* **Exercise prompt**: Work out how many lines in the records below include the string "false", and reply with that number alone.

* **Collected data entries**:
=== Section Start ===
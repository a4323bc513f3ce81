//! Layered configuration for callout-enhance.
//!
//! Layers, lowest precedence first: built-in defaults, the git root's
//! `.callout-enhance.toml`, the working directory's, then an explicit
//! override file. Later layers replace individual keys; lists are replaced
//! wholesale rather than appended.

mod error;
mod file;
mod pattern;

use std::env;
use std::fmt;
use std::fs;
use std::path::{Path, PathBuf};

pub use error::{ConfigError, ConfigValidationError, ConfigValidationErrors};
pub use pattern::{Pattern, PatternList};

use file::ConfigFile;

pub const CONFIG_FILE_NAME: &str = ".callout-enhance.toml";

const DEFAULT_INCLUDE: &[&str] = &["**/*.html", "**/*.htm"];
const DEFAULT_EXCLUDE: &[&str] = &["**/node_modules/**"];

#[derive(Clone, Debug)]
pub struct Config {
    pub project: ProjectSettings,
    pub scan: ScanSettings,
    pub output: OutputSettings,
    pub sources: ConfigSources,
}

#[derive(Clone, Debug)]
pub struct ProjectSettings {
    /// Rendered site directory, absolute.
    pub root: PathBuf,
    pub exclude: PatternList,
}

#[derive(Clone, Debug)]
pub struct ScanSettings {
    pub include: PatternList,
    pub exclude: PatternList,
    pub follow_links: bool,
}

#[derive(Clone, Debug)]
pub struct OutputSettings {
    pub backup: bool,
}

#[derive(Clone, Debug)]
pub struct ConfigSources {
    pub working_directory: PathBuf,
    /// Layers that contributed, in the order they were applied.
    pub layers: Vec<ConfigSource>,
}

#[derive(Clone, Debug, Eq, PartialEq)]
pub struct ConfigSource {
    pub kind: ConfigSourceKind,
    pub path: Option<PathBuf>,
    /// Directory relative paths in this layer resolve against.
    pub base_dir: PathBuf,
}

impl ConfigSource {
    fn defaults(base_dir: &Path) -> Self {
        Self {
            kind: ConfigSourceKind::Default,
            path: None,
            base_dir: base_dir.to_path_buf(),
        }
    }

    fn file(kind: ConfigSourceKind, path: &Path) -> Self {
        Self {
            kind,
            path: Some(path.to_path_buf()),
            base_dir: path.parent().unwrap_or(Path::new(".")).to_path_buf(),
        }
    }
}

impl fmt::Display for ConfigSource {
    fn fmt(&self, f: &mut fmt::Formatter<'_>) -> fmt::Result {
        match &self.path {
            Some(path) => write!(f, "{} {}", self.kind, path.display()),
            None => write!(f, "{}", self.kind),
        }
    }
}

#[derive(Clone, Copy, Debug, Eq, PartialEq)]
pub enum ConfigSourceKind {
    Default,
    GitRoot,
    Local,
    Override,
}

impl fmt::Display for ConfigSourceKind {
    fn fmt(&self, f: &mut fmt::Formatter<'_>) -> fmt::Result {
        f.write_str(match self {
            Self::Default => "built-in defaults",
            Self::GitRoot => "git root config",
            Self::Local => "local config",
            Self::Override => "override config",
        })
    }
}

#[derive(Clone, Debug, Default)]
pub struct LoadOptions {
    pub override_path: Option<PathBuf>,
    /// Defaults to the process working directory.
    pub working_dir: Option<PathBuf>,
}

impl LoadOptions {
    pub fn with_override_path(mut self, path: impl Into<PathBuf>) -> Self {
        self.override_path = Some(path.into());
        self
    }

    pub fn with_working_dir(mut self, path: impl Into<PathBuf>) -> Self {
        self.working_dir = Some(path.into());
        self
    }
}

impl Config {
    pub fn load(options: LoadOptions) -> Result<Self, ConfigError> {
        let working_dir = match options.working_dir {
            Some(dir) => fs::canonicalize(&dir).map_err(|source| ConfigError::WorkingDirectory {
                attempted: dir,
                source,
            })?,
            None => env::current_dir().map_err(|source| ConfigError::WorkingDirectory {
                attempted: PathBuf::from("."),
                source,
            })?,
        };

        let override_path = options.override_path.map(|path| working_dir.join(path));
        if let Some(path) = &override_path {
            if !path.is_file() {
                return Err(ConfigError::OverrideNotFound { path: path.clone() });
            }
        }

        let local = working_dir.join(CONFIG_FILE_NAME);
        let git = git_root(&working_dir).map(|root| root.join(CONFIG_FILE_NAME));

        let mut candidates = Vec::new();
        if let Some(git) = git.filter(|git| *git != local) {
            candidates.push((ConfigSourceKind::GitRoot, git));
        }
        candidates.push((ConfigSourceKind::Local, local));

        let mut resolver = Resolver::new(ConfigSource::defaults(&working_dir));
        for (kind, path) in candidates {
            if path.is_file() && override_path.as_ref() != Some(&path) {
                resolver.apply(ConfigFile::read(&path)?, ConfigSource::file(kind, &path));
            }
        }
        if let Some(path) = &override_path {
            resolver.apply(
                ConfigFile::read(path)?,
                ConfigSource::file(ConfigSourceKind::Override, path),
            );
        }

        resolver
            .finish(working_dir)
            .map_err(ConfigError::Validation)
    }
}

fn git_root(start: &Path) -> Option<PathBuf> {
    start
        .ancestors()
        .find(|dir| dir.join(".git").exists())
        .map(Path::to_path_buf)
}

/// A value together with the layer that last set it.
#[derive(Clone, Debug)]
struct Layered<T> {
    value: T,
    source: ConfigSource,
}

impl<T> Layered<T> {
    fn new(value: T, source: &ConfigSource) -> Self {
        Self {
            value,
            source: source.clone(),
        }
    }

    fn set(&mut self, value: Option<T>, source: &ConfigSource) {
        if let Some(value) = value {
            self.value = value;
            self.source = source.clone();
        }
    }
}

struct Resolver {
    layers: Vec<ConfigSource>,
    root: Layered<PathBuf>,
    project_exclude: Layered<Vec<String>>,
    include: Layered<Vec<String>>,
    scan_exclude: Layered<Vec<String>>,
    follow_links: Layered<bool>,
    backup: Layered<bool>,
}

impl Resolver {
    fn new(defaults: ConfigSource) -> Self {
        let owned = |items: &[&str]| -> Vec<String> {
            items.iter().map(|item| item.to_string()).collect()
        };
        Self {
            root: Layered::new(PathBuf::from("."), &defaults),
            project_exclude: Layered::new(Vec::new(), &defaults),
            include: Layered::new(owned(DEFAULT_INCLUDE), &defaults),
            scan_exclude: Layered::new(owned(DEFAULT_EXCLUDE), &defaults),
            follow_links: Layered::new(false, &defaults),
            backup: Layered::new(false, &defaults),
            layers: vec![defaults],
        }
    }

    fn apply(&mut self, file: ConfigFile, source: ConfigSource) {
        self.root.set(file.project.root, &source);
        self.project_exclude.set(file.project.exclude, &source);
        self.include.set(file.scan.include_patterns, &source);
        self.scan_exclude.set(file.scan.exclude_patterns, &source);
        self.follow_links.set(file.scan.follow_links, &source);
        self.backup.set(file.output.backup, &source);
        self.layers.push(source);
    }

    fn finish(self, working_directory: PathBuf) -> Result<Config, ConfigValidationErrors> {
        let mut errors = Vec::new();

        if self.include.value.is_empty() {
            errors.push(ConfigValidationError {
                key: "scan.include_patterns".to_owned(),
                message: "must list at least one pattern".to_owned(),
                source: Some(self.include.source.clone()),
            });
        }

        let project_exclude = compile(self.project_exclude, "project.exclude", &mut errors);
        let include = compile(self.include, "scan.include_patterns", &mut errors);
        let scan_exclude = compile(self.scan_exclude, "scan.exclude_patterns", &mut errors);

        if !errors.is_empty() {
            return Err(ConfigValidationErrors(errors));
        }

        let root = self.root.source.base_dir.join(&self.root.value);
        let root = fs::canonicalize(&root).unwrap_or(root);

        Ok(Config {
            project: ProjectSettings {
                root,
                exclude: project_exclude,
            },
            scan: ScanSettings {
                include,
                exclude: scan_exclude,
                follow_links: self.follow_links.value,
            },
            output: OutputSettings {
                backup: self.backup.value,
            },
            sources: ConfigSources {
                working_directory,
                layers: self.layers,
            },
        })
    }
}

fn compile(
    patterns: Layered<Vec<String>>,
    key: &str,
    errors: &mut Vec<ConfigValidationError>,
) -> PatternList {
    PatternList::compile(patterns.value, &patterns.source, key, errors)
}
=== Section End ===
* **Answer below**: 2